- Opening Delimiter -

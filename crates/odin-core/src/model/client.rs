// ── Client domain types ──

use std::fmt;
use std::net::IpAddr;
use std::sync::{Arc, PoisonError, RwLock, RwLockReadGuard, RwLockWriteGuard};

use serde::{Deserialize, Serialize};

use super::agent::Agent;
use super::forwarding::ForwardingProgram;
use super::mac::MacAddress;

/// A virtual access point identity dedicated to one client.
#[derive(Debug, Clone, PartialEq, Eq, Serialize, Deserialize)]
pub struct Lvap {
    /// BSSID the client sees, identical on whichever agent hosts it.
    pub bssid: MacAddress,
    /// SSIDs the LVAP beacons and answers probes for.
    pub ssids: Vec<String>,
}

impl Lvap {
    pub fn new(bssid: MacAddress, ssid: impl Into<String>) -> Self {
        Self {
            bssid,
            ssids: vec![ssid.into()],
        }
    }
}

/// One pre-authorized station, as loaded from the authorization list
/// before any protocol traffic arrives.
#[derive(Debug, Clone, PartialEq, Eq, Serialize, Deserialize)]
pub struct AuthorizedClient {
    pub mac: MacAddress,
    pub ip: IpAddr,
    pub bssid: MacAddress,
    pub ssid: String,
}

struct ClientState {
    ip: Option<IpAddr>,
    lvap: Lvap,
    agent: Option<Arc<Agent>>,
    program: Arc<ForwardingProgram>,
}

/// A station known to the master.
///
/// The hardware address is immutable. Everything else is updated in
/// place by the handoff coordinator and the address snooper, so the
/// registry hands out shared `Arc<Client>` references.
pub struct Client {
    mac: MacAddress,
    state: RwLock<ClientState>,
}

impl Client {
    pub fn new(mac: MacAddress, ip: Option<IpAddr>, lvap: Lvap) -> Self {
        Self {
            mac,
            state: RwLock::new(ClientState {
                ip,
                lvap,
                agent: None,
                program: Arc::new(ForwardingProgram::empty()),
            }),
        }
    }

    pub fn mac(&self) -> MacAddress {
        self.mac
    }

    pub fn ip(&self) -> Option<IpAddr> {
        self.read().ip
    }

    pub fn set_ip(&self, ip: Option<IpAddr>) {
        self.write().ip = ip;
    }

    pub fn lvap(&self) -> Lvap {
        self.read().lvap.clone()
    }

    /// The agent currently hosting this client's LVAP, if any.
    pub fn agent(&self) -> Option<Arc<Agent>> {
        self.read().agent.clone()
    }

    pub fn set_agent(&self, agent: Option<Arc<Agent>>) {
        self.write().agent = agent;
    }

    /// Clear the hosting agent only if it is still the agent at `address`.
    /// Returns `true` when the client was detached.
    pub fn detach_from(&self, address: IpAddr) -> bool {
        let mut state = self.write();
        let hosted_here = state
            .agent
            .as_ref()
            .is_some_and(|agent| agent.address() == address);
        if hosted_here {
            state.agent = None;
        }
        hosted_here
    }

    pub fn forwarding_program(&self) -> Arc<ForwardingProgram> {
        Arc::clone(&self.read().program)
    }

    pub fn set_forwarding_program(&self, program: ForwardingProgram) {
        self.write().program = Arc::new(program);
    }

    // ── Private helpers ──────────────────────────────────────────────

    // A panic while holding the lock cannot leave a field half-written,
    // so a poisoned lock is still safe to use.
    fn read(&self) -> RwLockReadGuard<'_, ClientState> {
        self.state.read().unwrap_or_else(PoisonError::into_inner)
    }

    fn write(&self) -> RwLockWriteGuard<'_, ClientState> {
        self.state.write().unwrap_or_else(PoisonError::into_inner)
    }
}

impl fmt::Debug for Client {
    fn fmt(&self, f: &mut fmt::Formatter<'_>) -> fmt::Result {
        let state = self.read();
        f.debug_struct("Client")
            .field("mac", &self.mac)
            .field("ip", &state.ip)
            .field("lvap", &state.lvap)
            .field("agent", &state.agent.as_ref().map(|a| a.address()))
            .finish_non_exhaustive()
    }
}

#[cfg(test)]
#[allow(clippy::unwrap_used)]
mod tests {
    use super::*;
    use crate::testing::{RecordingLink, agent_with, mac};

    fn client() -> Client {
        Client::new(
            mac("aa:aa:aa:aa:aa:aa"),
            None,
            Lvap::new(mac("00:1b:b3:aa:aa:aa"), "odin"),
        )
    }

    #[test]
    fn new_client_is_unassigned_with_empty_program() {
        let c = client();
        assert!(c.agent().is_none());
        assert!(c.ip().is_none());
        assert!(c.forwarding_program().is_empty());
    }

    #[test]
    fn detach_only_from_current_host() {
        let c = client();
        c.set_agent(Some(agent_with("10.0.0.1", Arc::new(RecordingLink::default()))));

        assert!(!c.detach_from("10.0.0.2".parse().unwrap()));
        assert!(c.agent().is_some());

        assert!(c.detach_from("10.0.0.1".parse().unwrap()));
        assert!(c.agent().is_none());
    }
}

- Closing Delimiter -

• What is being asked: Return the listing exactly as it was given to you, with every line intact.

• Response below:
filename crates/odin-core/src/model/client.rs
// ── Client domain types ──

use std::fmt;
use std::net::IpAddr;
use std::sync::{Arc, PoisonError, RwLock, RwLockReadGuard, RwLockWriteGuard};

use serde::{Deserialize, Serialize};

use super::agent::Agent;
use super::forwarding::ForwardingProgram;
use super::mac::MacAddress;

/// A virtual access point identity dedicated to one client.
#[derive(Debug, Clone, PartialEq, Eq, Serialize, Deserialize)]
pub struct Lvap {
    /// BSSID the client sees, identical on whichever agent hosts it.
    pub bssid: MacAddress,
    /// SSIDs the LVAP beacons and answers probes for.
    pub ssids: Vec<String>,
}

impl Lvap {
    pub fn new(bssid: MacAddress, ssid: impl Into<String>) -> Self {
        Self {
            bssid,
            ssids: vec![ssid.into()],
        }
    }
}

/// One pre-authorized station, as loaded from the authorization list
/// before any protocol traffic arrives.
#[derive(Debug, Clone, PartialEq, Eq, Serialize, Deserialize)]
pub struct AuthorizedClient {
    pub mac: MacAddress,
    pub ip: IpAddr,
    pub bssid: MacAddress,
    pub ssid: String,
}

struct ClientState {
    ip: Option<IpAddr>,
    lvap: Lvap,
    agent: Option<Arc<Agent>>,
    program: Arc<ForwardingProgram>,
}

/// A station known to the master.
///
/// The hardware address is immutable. Everything else is updated in
/// place by the handoff coordinator and the address snooper, so the
/// registry hands out shared `Arc<Client>` references.
pub struct Client {
    mac: MacAddress,
    state: RwLock<ClientState>,
}

impl Client {
    pub fn new(mac: MacAddress, ip: Option<IpAddr>, lvap: Lvap) -> Self {
        Self {
            mac,
            state: RwLock::new(ClientState {
                ip,
                lvap,
                agent: None,
                program: Arc::new(ForwardingProgram::empty()),
            }),
        }
    }

    pub fn mac(&self) -> MacAddress {
        self.mac
    }

    pub fn ip(&self) -> Option<IpAddr> {
        self.read().ip
    }

    pub fn set_ip(&self, ip: Option<IpAddr>) {
        self.write().ip = ip;
    }

    pub fn lvap(&self) -> Lvap {
        self.read().lvap.clone()
    }

    /// The agent currently hosting this client's LVAP, if any.
    pub fn agent(&self) -> Option<Arc<Agent>> {
        self.read().agent.clone()
    }

    pub fn set_agent(&self, agent: Option<Arc<Agent>>) {
        self.write().agent = agent;
    }

    /// Clear the hosting agent only if it is still the agent at `address`.
    /// Returns `true` when the client was detached.
    pub fn detach_from(&self, address: IpAddr) -> bool {
        let mut state = self.write();
        let hosted_here = state
            .agent
            .as_ref()
            .is_some_and(|agent| agent.address() == address);
        if hosted_here {
            state.agent = None;
        }
        hosted_here
    }

    pub fn forwarding_program(&self) -> Arc<ForwardingProgram> {
        Arc::clone(&self.read().program)
    }

    pub fn set_forwarding_program(&self, program: ForwardingProgram) {
        self.write().program = Arc::new(program);
    }

    // ── Private helpers ──────────────────────────────────────────────

    // A panic while holding the lock cannot leave a field half-written,
    // so a poisoned lock is still safe to use.
    fn read(&self) -> RwLockReadGuard<'_, ClientState> {
        self.state.read().unwrap_or_else(PoisonError::into_inner)
    }

    fn write(&self) -> RwLockWriteGuard<'_, ClientState> {
        self.state.write().unwrap_or_else(PoisonError::into_inner)
    }
}

impl fmt::Debug for Client {
    fn fmt(&self, f: &mut fmt::Formatter<'_>) -> fmt::Result {
        let state = self.read();
        f.debug_struct("Client")
            .field("mac", &self.mac)
            .field("ip", &state.ip)
            .field("lvap", &state.lvap)
            .field("agent", &state.agent.as_ref().map(|a| a.address()))
            .finish_non_exhaustive()
    }
}

#[cfg(test)]
#[allow(clippy::unwrap_used)]
mod tests {
    use super::*;
    use crate::testing::{RecordingLink, agent_with, mac};

    fn client() -> Client {
        Client::new(
            mac("aa:aa:aa:aa:aa:aa"),
            None,
            Lvap::new(mac("00:1b:b3:aa:aa:aa"), "odin"),
        )
    }

    #[test]
    fn new_client_is_unassigned_with_empty_program() {
        let c = client();
        assert!(c.agent().is_none());
        assert!(c.ip().is_none());
        assert!(c.forwarding_program().is_empty());
    }

    #[test]
    fn detach_only_from_current_host() {
        let c = client();
        c.set_agent(Some(agent_with("10.0.0.1", Arc::new(RecordingLink::default()))));

        assert!(!c.detach_from("10.0.0.2".parse().unwrap()));
        assert!(c.agent().is_some());

        assert!(c.detach_from("10.0.0.1".parse().unwrap()));
        assert!(c.agent().is_none());
    }
}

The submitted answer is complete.